Campus Blog

Triaging Your Broken World

Jay Lorenzen

I’ve been reading Mike Breen’s  Leading Kingdom Movements .   Breen compares the four steps emergency workers follow when determining the priorities in a disaster or emergency with our role as the church in helping triage the broken world around us.

According to Breen, emergency workers generally follow these four steps:

Step 1: They demonstrate  compassion  for the victims of the tragedy and get them the care they need as quickly as possible.  They help them survive.

Step 2: Once the immediate emergency is over or as soon as possible, they re-connect people to or in a  community .  They get them into tent communities.

Step 3:  They  connect people to a bigger story.  In conversation, they help the traumatized to wrestle with and process their loss in terms of a story that is rooted, not in loss, but in redemption and recovery.  In trauma, the plot-line is lost.  A meta-narrative or grand story—which by definition flows diachronically, across time—counters the cyclical hopeless whirlpool of their lost story and time.

Step 4:  In partnership with the victims, they help discover or provide a  compass  for re-creating life.  They work with the recovering populations to help set of firm, stable set steps pointing toward restoration: one that rests on compassion, community, and a hope-filled future story.

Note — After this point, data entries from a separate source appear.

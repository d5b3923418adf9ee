//! Numeric interpolation between strings that differ only in numerals
//!
//! Numerals are an optional `-`, up to twenty digits, and optionally a `.`
//! followed by up to twenty digits. Exponents are not recognised. Each
//! numeral is treated as a fixed-point value whose number of fractional
//! digits interpolates along with the value itself.

use regex::Regex;
use std::sync::OnceLock;

fn numeral() -> &'static Regex {
    static RE: OnceLock<Regex> = OnceLock::new();
    RE.get_or_init(|| Regex::new(r"-?[0-9]{1,20}(?:\.[0-9]{1,20})?").expect("valid numeral pattern"))
}

fn skeleton(text: &str) -> std::borrow::Cow<'_, str> {
    numeral().replace_all(text, "0")
}

/// Whether `source` and `target` are equal once every numeral is masked
pub fn are_numeric_twins(source: &str, target: &str) -> bool {
    skeleton(source) == skeleton(target)
}

fn fractional_digits(numeral: &str) -> f64 {
    numeral
        .find('.')
        .map(|point| (numeral.len() - 1 - point) as f64)
        .unwrap_or(0.0)
}

fn lerp_numeral(from: &str, to: &str, amount: f64) -> String {
    if from == to {
        return to.to_owned();
    }
    let a: f64 = from.parse().unwrap_or_default();
    let b: f64 = to.parse().unwrap_or_default();
    let value = a + (b - a) * amount;

    let (da, db) = (fractional_digits(from), fractional_digits(to));
    // Digit count stays within the two endpoints even when the value extrapolates
    let digits = (da + (db - da) * amount).round().clamp(da.min(db), da.max(db)) as usize;
    format!("{value:.digits$}")
}

/// Interpolate every numeral of `source` toward its counterpart in `target`
///
/// The non-numeral text of `target` is kept as the skeleton. `amount` is not
/// clamped, so values extrapolate outside `0.0..=1.0`.
///
/// The inputs must be numeric twins (see [`are_numeric_twins`]); other
/// inputs pair numerals positionally and leave unpaired target numerals
/// untouched.
///
/// ```rust
/// use kinetic_animation::text::numeric_lerp;
///
/// assert_eq!(numeric_lerp("0.0", "100.0", 0.5), "50.0");
/// assert_eq!(numeric_lerp("0.", "100.", 0.123), "12.");
/// assert_eq!(numeric_lerp("x: 1, y: 2", "x: 3, y: -2", 0.5), "x: 2, y: 0");
/// ```
pub fn numeric_lerp(source: &str, target: &str, amount: f32) -> String {
    debug_assert!(
        are_numeric_twins(source, target),
        "numeric_lerp on strings that differ outside numerals: {source:?} / {target:?}"
    );

    let amount = amount as f64;
    let mut sources = numeral().find_iter(source).map(|m| m.as_str());
    let mut out = String::with_capacity(target.len());
    let mut last = 0;

    for m in numeral().find_iter(target) {
        out.push_str(&target[last..m.start()]);
        match sources.next() {
            Some(from) => out.push_str(&lerp_numeral(from, m.as_str(), amount)),
            None => out.push_str(m.as_str()),
        }
        last = m.end();
    }
    out.push_str(&target[last..]);
    out
}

Breen argues that we follow these same steps in becoming a rescue team for our broken world.  Faced with the brokenness of the world around us, we resist the temptation to pull-away, to become self-interested and self-centered.  In the face of cultural emergencies, we can easily allow fear to drive us, to become victims ourselves, or to pull away into our perceived safe little world.  But the gospel should drive us in the opposite direction–we run like Jesus did toward the disaster.  We become provoked to engage, to be rescuers.  When we do so, we follow the same steps.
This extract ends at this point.